At this point, the lake is dotted with islands. Sakalys straps his shirt, trousers, and jacket over his head and proceeds to swim from one island to another. He comes within 150 yards of what looks like a guardhouse on stilts. No one stirs. A patrol boat appears in the distance but it is moving against the morning sun and he can't make out its color. It circles around and he sees that the color is red. A Soviet patrol boat. But it doesn't see him and moves away.

Sakalys comes out of the water and finds that there are three barbed wire fences and another area cleared of all vegetation to be negotiated. As he struggles over the fences helped by another old tree limb he hears dogs barking. They are too late. Sakalys is now in Finland.

But this is not the end of the ordeal. Finland can be a trap as well. The Soviet Union has an agreement with the Finns whereby they are supposed to return to the Soviets any persons who enter Finland illegally from Soviet territory.

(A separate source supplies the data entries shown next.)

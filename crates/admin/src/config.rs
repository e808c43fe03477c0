use std::{env, path::PathBuf, time::Duration};

/// Application configuration loaded from environment variables.
#[derive(Debug, Clone)]
pub struct Config {
    /// Path to SQLite database file (default: "shopme.db")
    /// Note: Only used when the `sqlite` feature is enabled.
    #[cfg_attr(not(feature = "sqlite"), allow(dead_code))]
    pub sqlite_path: String,
    /// Root directory of uploaded product images (default: "../product-images")
    pub product_images_dir: PathBuf,
    /// Maximum request body size for uploads in bytes (default: 10 MiB)
    pub max_upload_bytes: usize,
    /// Root categories per listing page (default: 4)
    pub categories_per_page: usize,
    /// Request timeout in seconds (default: 30)
    pub request_timeout_seconds: u64,
}

impl Config {
    /// Load configuration from environment variables.
    ///
    /// Environment variables:
    /// - `SQLITE_PATH` - SQLite database path (default: "shopme.db")
    /// - `PRODUCT_IMAGES_DIR` - product image root (default: "../product-images")
    /// - `MAX_UPLOAD_BYTES` - upload body limit (default: 10485760)
    /// - `CATEGORIES_PER_PAGE` - root categories per page (default: 4)
    /// - `REQUEST_TIMEOUT_SECONDS` - request timeout (default: 30)
    pub fn from_env() -> Self {
        Self {
            sqlite_path: env::var("SQLITE_PATH").unwrap_or_else(|_| "shopme.db".to_string()),
            product_images_dir: env::var("PRODUCT_IMAGES_DIR")
                .map(PathBuf::from)
                .unwrap_or_else(|_| PathBuf::from("../product-images")),
            max_upload_bytes: env::var("MAX_UPLOAD_BYTES")
                .ok()
                .and_then(|v| v.parse().ok())
                .unwrap_or(10 * 1024 * 1024),
            categories_per_page: env::var("CATEGORIES_PER_PAGE")
                .ok()
                .and_then(|v| v.parse().ok())
                .filter(|&n| n > 0)
                .unwrap_or(4),
            request_timeout_seconds: env::var("REQUEST_TIMEOUT_SECONDS")
                .ok()
                .and_then(|v| v.parse().ok())
                .unwrap_or(30),
        }
    }

    /// Get the request timeout as a Duration.
    pub fn request_timeout(&self) -> Duration {
        Duration::from_secs(self.request_timeout_seconds)
    }

    /// Configuration rooted at a given image directory, for tests.
    #[cfg(test)]
    pub fn for_images(product_images_dir: impl Into<PathBuf>) -> Self {
        Self {
            sqlite_path: ":memory:".to_string(),
            product_images_dir: product_images_dir.into(),
            max_upload_bytes: 1024 * 1024,
            categories_per_page: 4,
            request_timeout_seconds: 5,
        }
    }
}

impl Default for Config {
    fn default() -> Self {
        Self::from_env()
    }
}
//! Volatile-alias barrier.
//!
//! Used on targets without stable inline assembly, and everywhere when the
//! `force-volatile` feature is on. The value is mutated in place through a
//! raw alias by adding its additive identity, then its bytes are loaded and
//! stored back through the same alias with volatile accesses. Volatile
//! accesses are side effects the optimizer may not elide, so the value must
//! be live in memory at the call.
//!
//! Nothing is copied out of the value or moved, so non-`Copy` types that own
//! heap data work as well as scalars. The additive step is what restricts
//! this strategy to [`Touch`] types; a type without `AddAssign` is rejected
//! when the program is built:
//!
//! ```compile_fail,E0277
//! use noelide_core::hint::volatile::do_not_optimize_away;
//!
//! #[derive(Default)]
//! struct Label(u8);
//!
//! do_not_optimize_away(&mut Label(1));
//! ```
//!
//! Adding the identity leaves every value equal to what it was. For floats
//! the one visible difference is that `-0.0` comes back as `+0.0`, since
//! IEEE addition of `+0.0` rounds that way.

use core::mem::ManuallyDrop;
use core::ops::AddAssign;
use core::ptr;

/// Values that support an additive self-mutation.
///
/// Implemented for every type that has `AddAssign` and an additive identity
/// through `Default`: all primitive integers and floats, and any struct that
/// derives `Default` and implements `AddAssign`.
#[diagnostic::on_unimplemented(
    message = "`{Self}` does not support additive self-mutation",
    label = "the volatile-alias barrier needs `AddAssign + Default` here",
    note = "implement `AddAssign` and `Default` for `{Self}`, or build for a target with inline assembly"
)]
pub trait Touch {
    /// Add the additive identity to `self` in place, then reload and store
    /// its bytes with volatile accesses.
    fn touch(&mut self);
}

impl<T> Touch for T
where
    T: AddAssign + Default,
{
    #[inline(always)]
    fn touch(&mut self) {
        let alias: *mut T = self;
        // SAFETY: `alias` comes from a live `&mut T`, so it is valid, aligned
        // and unaliased for the duration of this call. The bytes read into
        // `ManuallyDrop` are never dropped and are written straight back to
        // the place they came from with nothing in between, so ownership of
        // any heap data is unchanged.
        unsafe {
            *alias += T::default();
            let bytes = ptr::read_volatile(alias.cast::<ManuallyDrop<T>>());
            ptr::write_volatile(alias.cast::<ManuallyDrop<T>>(), bytes);
        }
    }
}

/// Hide `value` from the optimizer with volatile accesses.
#[inline(always)]
pub fn do_not_optimize_away<T: Touch>(value: &mut T) {
    value.touch()
}
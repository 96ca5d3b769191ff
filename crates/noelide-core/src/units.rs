//! Microsecond/second conversions built on [`US_PER_SEC`].
//!
//! Harnesses record durations as whole microseconds and report seconds.
//! Dividing by a power of ten that is itself exactly representable keeps
//! whole multiples exact: `2_500_000 us` is exactly `2.5 s`.

use core::time::Duration;

use crate::constants::US_PER_SEC;

/// Convert microseconds to seconds.
#[inline]
pub fn us_to_secs(us: u64) -> f64 {
    us as f64 / US_PER_SEC
}

/// Convert seconds to microseconds.
#[inline]
pub fn secs_to_us(secs: f64) -> f64 {
    secs * US_PER_SEC
}

/// Whole microseconds in `duration`, saturating at `u64::MAX`.
#[inline]
pub fn duration_to_us(duration: Duration) -> u64 {
    u64::try_from(duration.as_micros()).unwrap_or(u64::MAX)
}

Sakalys must make his way by stealth across Finland.He has calculated that his best chance lies in finding an isolated farm, and this is what he does. He encounters an old Finnish farmer and speaks to him a few words of the Estonian language. It has similarities to the Finnish language.

The old man gives Sakalys a map, a pound of butter, and three pounds of bread. Sakalys takes up his journey again, traveling west toward Sweden. He moves only at night, staying close to, but never on, main roads. But on the sixth day of his trek across Finland his food runs out.

For four days, Sakalys is without food and kept from sleeping by rain and cold.

It is on the 10th day of his journey across Finland that he reaches the Swedish border. He does not realize that there is no checkpoint and that he can cross the border freely. He chooses an isolated spot to make the crossing and plunges into a river marking the border. Weak from a lack of food, he has only one thought in mind: "Never look back." The rapids nearly carry him away, and it takes an hour for him to reach the other side. He claws at mud-covered rocks and pulls himself ashore. Half walking, half crawling, he makes it to a clump of trees and collapses -- free at last.